Assignment.
Search the records for the word "second" and report each line that has it.
** Opening Data for review block **
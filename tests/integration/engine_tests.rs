//! Integration tests for command correlation, inbound dispatch and the
//! failure paths of the RPC engine.

use std::cell::{Cell, RefCell};
use std::pin::pin;
use std::rc::Rc;

use futures_lite::future::{block_on, poll_once};
use serde_json::{Value, json};
use simlink::{ClientConfig, ClientError, ListenOptions, TransportError};

use crate::mock_transport::{engine, engine_with, unreachable_transport};

fn error_log(engine: &simlink::RpcEngine<crate::mock_transport::MockTransport>) -> Rc<RefCell<Vec<String>>> {
    let log = Rc::new(RefCell::new(Vec::new()));
    let sink = Rc::clone(&log);
    engine.set_on_error(move |e| sink.borrow_mut().push(e.message.clone()));
    log
}

// ── Correlation ───────────────────────────────────────────────

#[test]
fn out_of_order_responses_settle_their_own_commands() {
    let (engine, remote) = engine();
    let a = engine.send_command("a", json!({}));
    let b = engine.send_command("b", json!({}));
    let c = engine.send_command("c", json!({}));

    let ids: Vec<String> = remote.commands().into_iter().map(|m| m.id).collect();
    assert_eq!(ids, ["0", "1", "2"]);

    remote.respond("2", json!("C"));
    remote.respond("0", json!("A"));
    remote.respond("1", json!("B"));

    assert_eq!(block_on(a), Ok(json!("A")));
    assert_eq!(block_on(b), Ok(json!("B")));
    assert_eq!(block_on(c), Ok(json!("C")));
    assert_eq!(engine.pending_commands(), 0);
}

#[test]
fn command_stays_pending_until_its_response() {
    let (engine, remote) = engine();
    let mut status = pin!(engine.sim_status());
    assert!(block_on(poll_once(status.as_mut())).is_none());

    remote.respond("0", json!({"running": false}));
    assert_eq!(block_on(status), Ok(json!({"running": false})));
}

#[test]
fn command_wire_shape() {
    let (engine, remote) = engine();
    let _pending = engine.control_set("pot1", "position", 0.5);
    let sent = remote.last_command();
    assert_eq!(sent.id, "0");
    assert_eq!(sent.command, "control:set");
    assert_eq!(sent.params, json!({"part": "pot1", "control": "position", "value": 0.5}));
}

#[test]
fn remote_error_rejects_only_its_command() {
    let (engine, remote) = engine();
    let failing = engine.pin_read("led1", "A");
    let other = engine.sim_status();

    remote.respond_error("0", json!({"code": -32601, "message": "Unknown part"}));
    let err = block_on(failing).unwrap_err();
    assert_eq!(
        err,
        ClientError::Remote {
            code: -32601,
            message: "Unknown part".into()
        }
    );
    assert_eq!(err.to_string(), "Error -32601: Unknown part");
    assert_eq!(engine.pending_commands(), 1);

    remote.respond("1", Value::Null);
    assert_eq!(block_on(other), Ok(Value::Null));
}

#[test]
fn unknown_response_id_is_dropped() {
    let (engine, remote) = engine();
    let _pending = engine.sim_status();
    remote.respond("99", json!("stray"));
    remote.respond("not-a-number", json!("stray"));
    assert_eq!(engine.pending_commands(), 1);
}

#[test]
fn refused_send_settles_at_once() {
    let (engine, remote) = engine();
    remote.fail_sends(TransportError::QueueFull);
    let cmd = engine.sim_pause();
    assert_eq!(block_on(cmd), Err(ClientError::Transport(TransportError::QueueFull)));
    assert_eq!(engine.pending_commands(), 0);
}

// ── Uncorrelated errors ───────────────────────────────────────

#[test]
fn api_error_rejects_the_oldest_pending_command() {
    let (engine, remote) = engine();
    let log = error_log(&engine);
    let first = engine.send_command("first", Value::Null);
    let mut second = pin!(engine.send_command("second", Value::Null));

    remote.error("firmware crashed");

    assert_eq!(block_on(first), Err(ClientError::Api("firmware crashed".into())));
    assert!(block_on(poll_once(second.as_mut())).is_none());
    assert_eq!(engine.pending_commands(), 1);
    assert_eq!(*log.borrow(), ["firmware crashed"]);

    remote.respond("1", json!(1));
    assert_eq!(block_on(second), Ok(json!(1)));
}

#[test]
fn api_error_with_nothing_pending_only_reports() {
    let (engine, remote) = engine();
    let log = error_log(&engine);
    remote.error("spurious");
    assert_eq!(*log.borrow(), ["spurious"]);
}

// ── Hello ─────────────────────────────────────────────────────

#[test]
fn hello_records_version_and_notifies() {
    let (engine, remote) = engine();
    let seen = Rc::new(Cell::new(0));
    let s = Rc::clone(&seen);
    engine.set_on_connected(move |v| s.set(v));

    assert_eq!(engine.remote_version(), None);
    remote.hello(1);
    assert_eq!(engine.remote_version(), Some(1));
    assert_eq!(seen.get(), 1);
}

#[test]
fn hello_version_mismatch_is_not_fatal() {
    let (engine, remote) = engine();
    let seen = Rc::new(Cell::new(0));
    let s = Rc::clone(&seen);
    engine.set_on_connected(move |v| s.set(v));

    remote.hello(7);
    assert_eq!(engine.remote_version(), Some(7));
    assert_eq!(seen.get(), 7);

    let cmd = engine.sim_status();
    remote.respond("0", json!("ok"));
    assert_eq!(block_on(cmd), Ok(json!("ok")));
}

// ── Events ────────────────────────────────────────────────────

#[test]
fn listeners_receive_events_in_delivery_order() {
    let (engine, remote) = engine();
    let seen = Rc::new(RefCell::new(Vec::new()));
    let s = Rc::clone(&seen);
    let sub = engine.listen(
        "serial-monitor:data",
        move |e| s.borrow_mut().push((e.payload.clone(), e.nanos)),
        ListenOptions::default(),
    );

    remote.event("serial-monitor:data", json!({"bytes": [72]}), 10);
    remote.event("chip:log", json!({}), 15);
    remote.event("serial-monitor:data", json!({"bytes": [105]}), 20);
    assert_eq!(
        *seen.borrow(),
        [(json!({"bytes": [72]}), 10), (json!({"bytes": [105]}), 20)]
    );
    assert_eq!(engine.last_nanos(), 20);

    assert!(sub.unsubscribe());
    remote.event("serial-monitor:data", json!({"bytes": [33]}), 30);
    assert_eq!(seen.borrow().len(), 2);
}

#[test]
fn once_listener_fires_a_single_time() {
    let (engine, remote) = engine();
    let count = Rc::new(Cell::new(0));
    let c = Rc::clone(&count);
    let _sub = engine.listen("tick", move |_| c.set(c.get() + 1), ListenOptions::ONCE);

    remote.event("tick", Value::Null, 1);
    remote.event("tick", Value::Null, 2);
    assert_eq!(count.get(), 1);
}

#[test]
fn listener_may_issue_commands() {
    let (engine, remote) = engine();
    let engine = Rc::new(engine);
    let weak = Rc::downgrade(&engine);
    let _sub = engine.listen(
        "button:press",
        move |_| {
            if let Some(engine) = weak.upgrade() {
                let _pending = engine.sim_pause();
            }
        },
        ListenOptions::default(),
    );

    remote.event("button:press", Value::Null, 5);
    assert_eq!(remote.command_names(), ["sim:pause"]);
    assert_eq!(engine.pending_commands(), 1);
}

// ── Connect ───────────────────────────────────────────────────

#[test]
fn connect_failure_is_reported_and_cached() {
    let (transport, _remote) = unreachable_transport(TransportError::Unavailable("no frame".into()));
    let engine = simlink::RpcEngine::with_defaults(transport);
    let expected = Err(ClientError::Transport(TransportError::Unavailable("no frame".into())));
    assert_eq!(block_on(engine.connected()), expected);
    assert_eq!(block_on(engine.connected()), expected);
}

// ── Close and loss ────────────────────────────────────────────

#[test]
fn close_is_idempotent() {
    let (engine, remote) = engine();
    let log = error_log(&engine);
    engine.close();
    engine.close();
    assert_eq!(remote.close_calls(), 1);
    assert!(engine.is_closed());
    assert!(log.borrow().is_empty());

    assert_eq!(block_on(engine.sim_status()), Err(ClientError::Closed));
    assert!(remote.commands().is_empty());
}

#[test]
fn drop_closes_the_transport() {
    let (engine, remote) = engine();
    drop(engine);
    assert_eq!(remote.close_calls(), 1);
}

#[test]
fn close_after_explicit_close_is_suppressed() {
    let (engine, remote) = engine();
    let log = error_log(&engine);
    engine.close();
    remote.drop_connection(1000, "bye");
    assert!(log.borrow().is_empty());
}

#[test]
fn unexpected_close_is_reported_once_and_leaves_commands_pending() {
    let config = ClientConfig {
        server: Some("wss://sim.example".into()),
        ..ClientConfig::default()
    };
    let (engine, remote) = engine_with(config);
    let log = error_log(&engine);
    let mut pending = pin!(engine.sim_status());

    remote.drop_connection(1006, "network down");
    remote.drop_connection(1006, "network down");

    assert_eq!(
        *log.borrow(),
        ["Connection to wss://sim.example closed unexpectedly: code 1006 (network down)"]
    );
    assert!(block_on(poll_once(pending.as_mut())).is_none());
    assert!(engine.is_closed());
    assert_eq!(block_on(engine.sim_pause()), Err(ClientError::Closed));
}

#[test]
fn unexpected_close_rejects_pending_when_configured() {
    let config = ClientConfig {
        reject_pending_on_close: true,
        ..ClientConfig::default()
    };
    let (engine, remote) = engine_with(config);
    let a = engine.sim_status();
    let b = engine.sim_pause();

    remote.drop_connection(4000, "");

    let lost = Err(ClientError::TransportLost(
        "Connection to transport closed unexpectedly: code 4000".into(),
    ));
    assert_eq!(block_on(a), lost);
    assert_eq!(block_on(b), lost);
    assert_eq!(engine.pending_commands(), 0);
}

#[test]
fn transport_error_is_reported() {
    let (engine, remote) = engine();
    let log = error_log(&engine);
    remote.transport_error(&TransportError::Io("reset by peer".into()));
    assert_eq!(log.borrow().len(), 1);
    assert!(log.borrow()[0].contains("reset by peer"));
    assert!(!engine.is_closed());
}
** Closing Data for review block **
Answer to this exercise.
    let mut second = pin!(engine.send_command("second", Value::Null));
    assert!(block_on(poll_once(second.as_mut())).is_none());
    assert_eq!(block_on(second), Ok(json!(1)));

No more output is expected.